Di balik proses PPG, kata Pastor Ini, tentu saja ada upaya melahirkan guru yang profesional dalam perilaku dan tindakan.
Dia berharap, dengan karakter yang dibentuk melalui PPG, para guru akan mampu mencetak generasi yang tidak hanya siap menghadapi tantangan era digital, tetapi juga mampu menjadi pemimpin masa depan yang berdaya saing global.
“Lulusan PPG FKIP Unika St. Paulus Ruteng diharapkan membawa spirit edukatif, transformatif, dan kolaboratif ke lingkungan pendidikan mereka,” jelasnya dalam sambutan acara seminar bertajuk “Menjadi Guru Profesional yang Transformatif, Kolaboratif, dan Berkarakter di Era Digital” pada Sabtu, 14 Desember 2024.
“Guru harus berubah dan mengantar orang kepada perubahan.”
Pastor Ino bilang, guru tentu saja memiliki peran penting dalam transformasi pendidikan di era digital.
“Ada ungkapan inspiratif, In digital age technology can do everything, but it has no soul,” jelasnya.
Pastor Ino berkata, transformasi pendidikan tidak hanya berhenti pada teori atau sertifikasi, tetapi juga pada implementasi konkret dalam aksi dan kinerja guru.

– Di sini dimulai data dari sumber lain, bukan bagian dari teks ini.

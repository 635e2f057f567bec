//! Classifier configuration from TOML (`[classifier]` section)

use serde::{Deserialize, Serialize};
use solar_domain::MatchMode;

#[derive(Debug, Clone, Default, Serialize, Deserialize)]
#[serde(default)]
pub struct FileClassifierConfig {
    /// Keyword matching strategy ("token" or "phrase")
    pub match_mode: MatchMode,
}
//! Command-line interface definitions

pub mod commands;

Di era digital, ucap dia, manusia hidup sebagai digital visitor dan digital native, bahkan lebih dalam lagi sebagai homo digitalis.
Ino menegaskan pentingnya “penyertaan jiwa” dalam pemanfaatan teknologi digital, agar nilai-nilai kemanusiaan tetap terjaga.
“Guru profesional adalah agen perubahan yang membawa spirit edukatif, transformatif, dan kolaboratif,” ujarnya.
Guru Harus Mampu Beradaptasi
Dalam sesi utama seminar, Pastor Ino membahas redefinisi profesionalisme guru di era pascahumanisme.
Ia menekankan bahwa guru harus mampu beradaptasi dengan teknologi digital sambil tetap mengedepankan nilai-nilai edukatif.
Transformasi pendidikan adalah perjalanan berkelanjutan. Guru tidak hanya mengajar, tetapi menjadi figur transformatif yang mendidik dan membimbing siswa untuk menjadi generasi berdaya saing di era global.
Pemateri lain dalam seminar ini adalah Marselus R. Payong dan Kristianus Viktor Pantaleon.
Kristianus membahas bagaimana pendidikan berbasis nilai dapat menciptakan generasi yang berintegritas, resilien, dan berdaya saing global.
Ia menjelaskan, guru harus menjadi teladan dalam mengintegrasikan nilai-nilai luhur seperti resiliensi, solidaritas, dan integritas ke dalam pembelajaran berbasis teknologi.
“Keteladanan guru adalah kunci pembentukan karakter peserta didik. Teknologi hanyalah alat, tetapi nilai-nilai itulah yang akan membentuk generasi masa depan,” ungkap Kristianus.
Sedangkan Marsel membahas tantangan era kelimpahan informasi. Ia menyoroti pentingnya penguasaan teknologi oleh guru untuk menciptakan pembelajaran berbasis teknologi yang adaptif dan menarik.
Menurutnya, guru harus mampu mendesain pembelajaran yang relevan dengan kebutuhan siswa yang kini hidup di tengah arus digitalisasi.
“Pembelajaran berbasis teknologi bukan pilihan, tetapi keharusan untuk mengatasi keragaman gaya belajar siswa,” tegas Marsel.
Seminar ini memberikan panduan strategis bagi guru untuk terus bertransformasi, berkolaborasi, dan menjadi agen perubahan.
Diketahui, jumlah peserta yang hadir dalam ruang seminar online itu terpantau 765 peserta.